- Born: San Jose, California
- Education: San Jose State University
- Occupation: Construction contractor
- Years active: 2010–present
- Employer: Anvil Builders Inc.
- Known for: Recruiting, hiring and supporting war veterans, including providing on-the-job PTSD support
- Awards: ENR Award of Excellence
- Allegiance: United States of America
- Branch: Army
- Rank: Sergeant
- Unit: 10th Mountain Division
- Awards: Purple Heart
- Website: anvilbuilders.com/team/hien-manh-tran/

= HT Tran =

HT Tran (born Hien Manh Tran), is an American construction contractor, and war veteran who has received awards for his support for other veterans by hiring them in the construction industry. He is CEO of Anvil Builders. In 2015, he received the Award of Excellence from Engineering News-Record (formerly the Man of the Year award).

==Family==
Tran was born in California to South Vietnamese nationals who immigrated to the US in the late 1970s. He married in 2011 and has one son. Tran graduated from San Jose State University with a business marketing degree.
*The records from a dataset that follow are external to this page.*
//! Home view
//!
//! Featured carousel on top, titled movie rows below. The focused row is
//! kept on screen by scrolling the row list.

use ratatui::{
    prelude::*,
    widgets::{Paragraph, Wrap},
};

use crate::app::HomeState;
use crate::browse::MovieRow;
use crate::models::Movie;
use crate::ui::{panel, render_message, Theme};

/// Height of the carousel panel
const HERO_HEIGHT: u16 = 9;

/// Height of one movie row
const ROW_HEIGHT: u16 = 3;

/// Render the home page
pub fn render(frame: &mut Frame, area: Rect, home: &HomeState) {
    if home.loading.is_loading() && home.feed.is_empty() {
        let block = panel("HOME", false);
        let inner = block.inner(area);
        frame.render_widget(block, area);
        render_message(frame, inner, "⟳ Loading movies...", Theme::loading());
        return;
    }

    if let Some(error) = home.loading.message().filter(|_| home.loading.is_error()) {
        let block = panel("HOME", false);
        let inner = block.inner(area);
        frame.render_widget(block, area);
        render_message(frame, inner, error, Theme::error());
        return;
    }

    if home.feed.is_empty() {
        let block = panel("HOME", false);
        let inner = block.inner(area);
        frame.render_widget(block, area);
        render_message(frame, inner, "No movies yet", Theme::dimmed());
        return;
    }

    let chunks = Layout::default()
        .direction(Direction::Vertical)
        .constraints([Constraint::Length(HERO_HEIGHT), Constraint::Min(0)])
        .split(area);

    render_hero(frame, chunks[0], home);
    render_rows(frame, chunks[1], home);
}

/// Featured movie with position dots
fn render_hero(frame: &mut Frame, area: Rect, home: &HomeState) {
    let block = panel("★ FEATURED", home.row == 0);
    let inner = block.inner(area);
    frame.render_widget(block, area);

    let Some(movie) = home.carousel.current() else {
        render_message(frame, inner, "Nothing featured", Theme::dimmed());
        return;
    };

    let lines = vec![
        Line::from(vec![
            Span::styled("▶ ", Theme::accent()),
            Span::styled(movie.title.clone(), Theme::title()),
            Span::styled(format!(" ({})", movie.release_year), Theme::year()),
        ]),
        meta_line(movie),
        Line::from(""),
        Line::from(Span::styled(movie.synopsis.clone(), Theme::text())),
    ];

    let dots: Vec<Span> = (0..home.carousel.len())
        .map(|i| {
            let active = i == home.carousel.current_index();
            Span::styled(if active { "● " } else { "○ " }, Theme::carousel_dot(active))
        })
        .collect();

    let chunks = Layout::default()
        .direction(Direction::Vertical)
        .constraints([Constraint::Min(1), Constraint::Length(1)])
        .split(inner);

    frame.render_widget(
        Paragraph::new(lines).wrap(Wrap { trim: true }),
        chunks[0],
    );
    frame.render_widget(
        Paragraph::new(Line::from(dots)).alignment(Alignment::Center),
        chunks[1],
    );
}

fn meta_line(movie: &Movie) -> Line<'static> {
    Line::from(vec![
        Span::styled(movie.genres.join(", "), Theme::genre()),
        Span::styled(" │ ", Theme::dimmed()),
        Span::styled(movie.runtime_str(), Theme::duration()),
        Span::styled(" │ ", Theme::dimmed()),
        Span::styled(format!("{} views", movie.views_str()), Theme::views()),
    ])
}

/// Rows below the carousel, scrolled so the focused one is visible
fn render_rows(frame: &mut Frame, area: Rect, home: &HomeState) {
    let visible = (area.height / ROW_HEIGHT).max(1) as usize;
    let focused = home.row.checked_sub(1);
    let first = match focused {
        Some(i) if i >= visible => i + 1 - visible,
        _ => 0,
    };

    let rows: Vec<(usize, &MovieRow)> = home
        .feed
        .rows
        .iter()
        .enumerate()
        .skip(first)
        .take(visible)
        .collect();

    let constraints: Vec<Constraint> = rows
        .iter()
        .map(|_| Constraint::Length(ROW_HEIGHT))
        .chain(std::iter::once(Constraint::Min(0)))
        .collect();
    let chunks = Layout::default()
        .direction(Direction::Vertical)
        .constraints(constraints)
        .split(area);

    for (slot, (index, row)) in rows.into_iter().enumerate() {
        let is_focused = focused == Some(index);
        let selected = is_focused.then(|| home.col(index));
        render_row(frame, chunks[slot], row, selected);
    }
}

/// One row as a horizontal strip of titles
fn render_row(frame: &mut Frame, area: Rect, row: &MovieRow, selected: Option<usize>) {
    let block = panel(row.title.clone(), selected.is_some());
    let inner = block.inner(area);
    frame.render_widget(block, area);

    // Scroll the strip so the selected title starts in view
    let start = selected.unwrap_or(0);
    let mut spans = Vec::new();
    if start > 0 {
        spans.push(Span::styled("‹ ", Theme::dimmed()));
    }
    for (i, movie) in row.movies.iter().enumerate().skip(start) {
        let style = if Some(i) == selected {
            Theme::list_item_selected()
        } else {
            Theme::list_item()
        };
        spans.push(Span::styled(format!(" {} ", movie.title), style));
        spans.push(Span::styled("·", Theme::dimmed()));
    }
    spans.pop();

    frame.render_widget(Paragraph::new(Line::from(spans)), inner);
}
Tran's family has a history of service in the military. His great uncle, Tran Van Chon, was chief of naval operations and counterpart to Admiral Elmo Zumwalt. His father had also served in the military there. His brother, Hoa Tran, enlisted in the Marine Corps after the September 11 attacks. The family history of military service, along with the desire to serve inspired by a conversation with friends about effecting change, led Tran to enlist in the military.

==Military service==
Tran was working for Macy's after graduating from college when he made the decision to enlist in the military in 2006. He joined the Army, was assigned to Anvil Company of the 10th Mountain Division and was deployed to the Iraq War, serving near Kirkuk. Tran was serving under Captain Clayton Hinchman who recognized his leadership qualities and made him the radio transmission officer. Hinchman and Tran were severely injured by an improvised explosive device (IED) while on patrol on May 10, 2008. Hinchman, who had stepped on the IED, had his leg blown off. Tran lost an eye and injured his leg and brain. Both were sent to Walter Reed Army Medical Center for recovery. Trans injuries left him missing a right eye, a titanium rod in his left leg and multiple scars across his body.
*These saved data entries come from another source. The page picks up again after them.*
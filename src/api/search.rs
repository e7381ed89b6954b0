//! Search request composition
//!
//! A search needs non-empty text. Genre and year only narrow an existing
//! text search; on their own they never trigger a request.

use crate::models::Movie;

/// Shown when there is no search text
pub const PROMPT_MESSAGE: &str = "Enter a search term to find movies.";

/// Shown when a search came back empty
pub const NO_RESULTS_MESSAGE: &str = "No movies found matching your search.";

/// A validated search request
#[derive(Debug, Clone, PartialEq, Eq)]
pub struct SearchQuery {
    pub q: String,
    pub genre: Option<String>,
    pub year: Option<u16>,
}

impl SearchQuery {
    /// Build a request, or `None` when the trimmed text is empty
    pub fn compose(query: &str, genre: Option<&str>, year: Option<u16>) -> Option<Self> {
        let q = query.trim();
        if q.is_empty() {
            return None;
        }

        Some(Self {
            q: q.to_string(),
            genre: genre
                .map(str::trim)
                .filter(|g| !g.is_empty())
                .map(String::from),
            year,
        })
    }

    /// URL query string (`q=...&genre=...&year=...`)
    pub fn to_query_string(&self) -> String {
        let mut params = format!("q={}", urlencoding::encode(&self.q));
        if let Some(ref genre) = self.genre {
            params.push_str(&format!("&genre={}", urlencoding::encode(genre)));
        }
        if let Some(year) = self.year {
            params.push_str(&format!("&year={}", year));
        }
        params
    }
}

/// What the results area shows
#[derive(Debug, Clone, PartialEq, Default)]
pub enum SearchState {
    /// No text yet
    #[default]
    Prompt,
    Loading,
    Results(Vec<Movie>),
    /// Request succeeded with zero matches
    NoResults,
    /// Request failed; shown like an empty result
    Failed(String),
}

impl SearchState {
    /// State for a completed request
    pub fn from_results(movies: Vec<Movie>) -> Self {
        if movies.is_empty() {
            SearchState::NoResults
        } else {
            SearchState::Results(movies)
        }
    }

    /// Message for the non-result states
    pub fn message(&self) -> Option<&'static str> {
        match self {
            SearchState::Prompt => Some(PROMPT_MESSAGE),
            SearchState::NoResults | SearchState::Failed(_) => Some(NO_RESULTS_MESSAGE),
            SearchState::Loading | SearchState::Results(_) => None,
        }
    }

    pub fn movies(&self) -> &[Movie] {
        match self {
            SearchState::Results(movies) => movies,
            _ => &[],
        }
    }
}

/// Typed search text plus filters
#[derive(Debug, Clone, Default)]
pub struct SearchForm {
    pub query: String,
    pub genre: Option<String>,
    pub year: Option<u16>,
    pub state: SearchState,
}

impl SearchForm {
    pub fn new() -> Self {
        Self::default()
    }

    fn compose(&self) -> Option<SearchQuery> {
        SearchQuery::compose(&self.query, self.genre.as_deref(), self.year)
    }

    /// Whether the typed text would produce a request
    pub fn has_query(&self) -> bool {
        !self.query.trim().is_empty()
    }

    /// Submit the form. Returns the request to issue, or `None` after
    /// switching to the prompt state.
    pub fn submit(&mut self) -> Option<SearchQuery> {
        match self.compose() {
            Some(query) => {
                self.state = SearchState::Loading;
                Some(query)
            }
            None => {
                self.state = SearchState::Prompt;
                None
            }
        }
    }

    /// Change the genre filter; re-issues the search when text is present
    pub fn set_genre(&mut self, genre: Option<String>) -> Option<SearchQuery> {
        self.genre = genre.filter(|g| !g.trim().is_empty());
        self.reissue()
    }

    /// Change the year filter; re-issues the search when text is present
    pub fn set_year(&mut self, year: Option<u16>) -> Option<SearchQuery> {
        self.year = year;
        self.reissue()
    }

    fn reissue(&mut self) -> Option<SearchQuery> {
        let query = self.compose()?;
        self.state = SearchState::Loading;
        Some(query)
    }

    /// Apply a finished request
    pub fn apply_results(&mut self, movies: Vec<Movie>) {
        self.state = SearchState::from_results(movies);
    }

    /// Apply a failed request
    pub fn apply_error(&mut self, message: impl Into<String>) {
        self.state = SearchState::Failed(message.into());
    }
}
//! Featured carousel
//!
//! The carousel shows the most viewed movies and rotates on a fixed period.
//! Rotation is a deadline schedule polled by the event loop, so a slow frame
//! that misses several periods still applies every tick it owes.

use std::time::{Duration, Instant};

use crate::models::Movie;

/// Number of movies in the featured set
pub const FEATURED_COUNT: usize = 5;

/// Auto-advance period
pub const AUTO_ADVANCE_INTERVAL: Duration = Duration::from_millis(5000);

/// Pick the featured set: highest view count first, ties keep catalog order
pub fn select_featured(movies: &[Movie]) -> Vec<Movie> {
    let mut ranked = movies.to_vec();
    // sort_by is stable
    ranked.sort_by(|a, b| b.view_count.cmp(&a.view_count));
    ranked.truncate(FEATURED_COUNT);
    ranked
}

// =============================================================================
// Carousel
// =============================================================================

/// Featured movies plus the index of the one on screen
#[derive(Debug, Clone, Default)]
pub struct Carousel {
    items: Vec<Movie>,
    current: usize,
}

impl Carousel {
    pub fn new(items: Vec<Movie>) -> Self {
        Self { items, current: 0 }
    }

    /// Build from a freshly loaded catalog page
    pub fn from_catalog(movies: &[Movie]) -> Self {
        Self::new(select_featured(movies))
    }

    pub fn items(&self) -> &[Movie] {
        &self.items
    }

    pub fn len(&self) -> usize {
        self.items.len()
    }

    pub fn is_empty(&self) -> bool {
        self.items.is_empty()
    }

    pub fn current_index(&self) -> usize {
        self.current
    }

    /// Movie on screen, `None` for an empty carousel
    pub fn current(&self) -> Option<&Movie> {
        self.items.get(self.current)
    }

    /// Apply one auto-advance tick
    pub fn tick(&mut self) {
        self.advance(1);
    }

    /// Apply `ticks` auto-advance ticks at once
    pub fn advance(&mut self, ticks: u32) {
        let n = self.items.len();
        if n == 0 {
            return;
        }
        self.current = (self.current + ticks as usize % n) % n;
    }

    pub fn next(&mut self) {
        self.advance(1);
    }

    pub fn prev(&mut self) {
        let n = self.items.len();
        if n == 0 {
            return;
        }
        self.current = (self.current + n - 1) % n;
    }

    /// Jump to a dot. Out-of-range indices are ignored; returns whether it moved.
    pub fn jump(&mut self, index: usize) -> bool {
        if index < self.items.len() {
            self.current = index;
            true
        } else {
            false
        }
    }
}

// =============================================================================
// Auto-advance schedule
// =============================================================================

/// Fixed-period deadline schedule.
///
/// Manual navigation does not touch the schedule.
#[derive(Debug, Clone)]
pub struct AutoAdvance {
    interval: Duration,
    next_due: Instant,
}

impl AutoAdvance {
    pub fn new(interval: Duration, now: Instant) -> Self {
        let interval = interval.max(Duration::from_millis(1));
        Self {
            interval,
            next_due: now + interval,
        }
    }

    /// Schedule for a carousel; an empty carousel gets no timer
    pub fn for_carousel(carousel: &Carousel, now: Instant) -> Option<Self> {
        if carousel.is_empty() {
            None
        } else {
            Some(Self::new(AUTO_ADVANCE_INTERVAL, now))
        }
    }

    /// Number of periods that elapsed since the last poll
    pub fn due_ticks(&mut self, now: Instant) -> u32 {
        if now < self.next_due {
            return 0;
        }
        let overdue = now.duration_since(self.next_due).as_nanos();
        let extra = overdue / self.interval.as_nanos();
        let ticks = u32::try_from(extra + 1).unwrap_or(u32::MAX);
        self.next_due += self.interval * ticks;
        ticks
    }

    /// Time left before the next advance is due
    pub fn time_until_next(&self, now: Instant) -> Duration {
        self.next_due.saturating_duration_since(now)
    }
}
During a 15-month recovery at Walter Reed, Hinchman and Tran met Bob Nilsson, who helped reinvent their post-service careers. Nilsson, a retired executive of Turner Construction, was supporting wounded veterans by visiting them in military hospitals and supporting them in getting careers in construction or real estate. Nilsson's efforts led to the creation of a non-profit called 100 Entrepreneurs Foundation Inc., that helps train veterans to start businesses. Both Hinchman and Tran attended classes with this program. Hinchman started a computer-network consulting company and Tran would go on to start a construction company.

==Anvil Builders==
After leaving the Army, Tran first worked at Northrop Grumman as a procurement officer. This work, with the training from 100 Entrepreneurs, led Tran to start a construction company. In 2010, Tran founded, and is the CEO of, Anvil Builders, a full-service general contractor. The name Anvil Builders came from the name of his infantry company.
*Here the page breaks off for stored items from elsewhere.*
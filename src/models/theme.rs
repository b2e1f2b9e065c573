//! UI theme preference.

/// Light/dark theme toggle state.
#[derive(Clone, Copy, Debug, Default, PartialEq, Eq)]
pub enum Theme {
    #[default]
    Dark,
    Light,
}

impl Theme {
    /// Stable key used for persistence and as the document class.
    pub fn key(self) -> &'static str {
        match self {
            Theme::Dark => "dark",
            Theme::Light => "light",
        }
    }

    pub fn from_key(key: &str) -> Option<Theme> {
        match key {
            "dark" => Some(Theme::Dark),
            "light" => Some(Theme::Light),
            _ => None,
        }
    }

    pub fn toggled(self) -> Theme {
        match self {
            Theme::Dark => Theme::Light,
            Theme::Light => Theme::Dark,
        }
    }

    pub fn is_dark(self) -> bool {
        matches!(self, Theme::Dark)
    }
}

#[cfg(test)]
mod tests {
    use super::*;

    #[test]
    fn test_key_round_trip() {
        for theme in [Theme::Dark, Theme::Light] {
            assert_eq!(Theme::from_key(theme.key()), Some(theme));
        }
        assert_eq!(Theme::from_key("solarized"), None);
    }

    #[test]
    fn test_toggle() {
        assert_eq!(Theme::Dark.toggled(), Theme::Light);
        assert_eq!(Theme::Light.toggled(), Theme::Dark);
        assert!(Theme::default().is_dark());
    }
}
//! Browser tests for session persistence.
//!
//! localStorage is only available in a browser context, so these run
//! under wasm-bindgen-test only.

#![cfg(target_arch = "wasm32")]

use wasm_bindgen_test::*;

use filemorph::config::storage_keys;
use filemorph::core::session::{self, Session};
use filemorph::models::{ConversionResult, FileDescriptor};

wasm_bindgen_test_configure!(run_in_browser);

fn storage() -> web_sys::Storage {
    web_sys::window()
        .and_then(|w| w.local_storage().ok().flatten())
        .expect("test requires localStorage")
}

fn descriptor() -> FileDescriptor {
    FileDescriptor {
        name: "photo.png".to_string(),
        size: 2048,
        mime_type: "image/png".to_string(),
        last_modified: 1700000000000.0,
    }
}

#[wasm_bindgen_test]
fn persist_and_restore_round_trip() {
    session::clear_persisted();

    session::persist_file(Some(&descriptor()));
    session::persist_output_format(Some("webp"));
    session::persist_result(Some(&ConversionResult {
        file_name: "photo.webp".to_string(),
        file_size: 1843,
        download_url: Some("blob:dies-with-the-page".to_string()),
    }));

    let restored = session::restore();
    assert_eq!(restored.file, Some(descriptor()));
    assert_eq!(restored.output_format.as_deref(), Some("webp"));

    let result = restored.result.expect("result must be restored");
    assert_eq!(result.file_name, "photo.webp");
    assert_eq!(result.file_size, 1843);
    // The object URL never survives persistence.
    assert_eq!(result.download_url, None);

    session::clear_persisted();
}

#[wasm_bindgen_test]
fn clear_persisted_removes_all_entries() {
    session::persist_file(Some(&descriptor()));
    session::persist_output_format(Some("webp"));

    session::clear_persisted();

    let storage = storage();
    for key in [
        storage_keys::FILE_METADATA,
        storage_keys::OUTPUT_FORMAT,
        storage_keys::RESULT,
    ] {
        assert_eq!(storage.get_item(key).unwrap(), None);
    }
    assert_eq!(session::restore(), Session::default());
}

#[wasm_bindgen_test]
fn corrupt_entries_restore_as_defaults() {
    session::clear_persisted();
    let storage = storage();
    storage
        .set_item(storage_keys::FILE_METADATA, "{not json")
        .unwrap();

    let restored = session::restore();
    assert_eq!(restored, Session::default());

    session::clear_persisted();
}

#[wasm_bindgen_test]
fn orphaned_entries_are_ignored_without_a_file() {
    session::clear_persisted();
    // A format persisted without file metadata is meaningless.
    session::persist_output_format(Some("webp"));

    let restored = session::restore();
    assert_eq!(restored.output_format, None);

    session::clear_persisted();
}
His partners include Richard Leider and Alan Guy. Tran also credits his experience in Iraq turning abandoned or won-over outposts into habitable and defensible spaces as part of his training to lead a construction company.

Anvil Builders has completed worked for the Salesforce Transit Center, Pacific Gas and Electric Company, the San Francisco Public Utilities Commission, San Francisco parks, the Moscone Center, and San Francisco International Airport. Tran has been interviewed for the veteran support he received and also expressed a goal of hiring and supporting more veterans in his company.

==Awards==
For his injuries in military service, Tran was awarded the Purple Heart.

Tran received the ENR Award of Excellence "for his tenacity and courage to recover from devastating injury and to envision—even with just one good eye—a future as a construction-industry CEO who can build San Francisco and careers for his employees and their families; for embracing the obligation and value in hiring veterans in his own company and inspiring peers to do likewise; and for embodying the qualities of what industry needs in its next-generation leaders." The award was received at a black-tie gala held at the New York Marriott Marquis on April 16, 2015.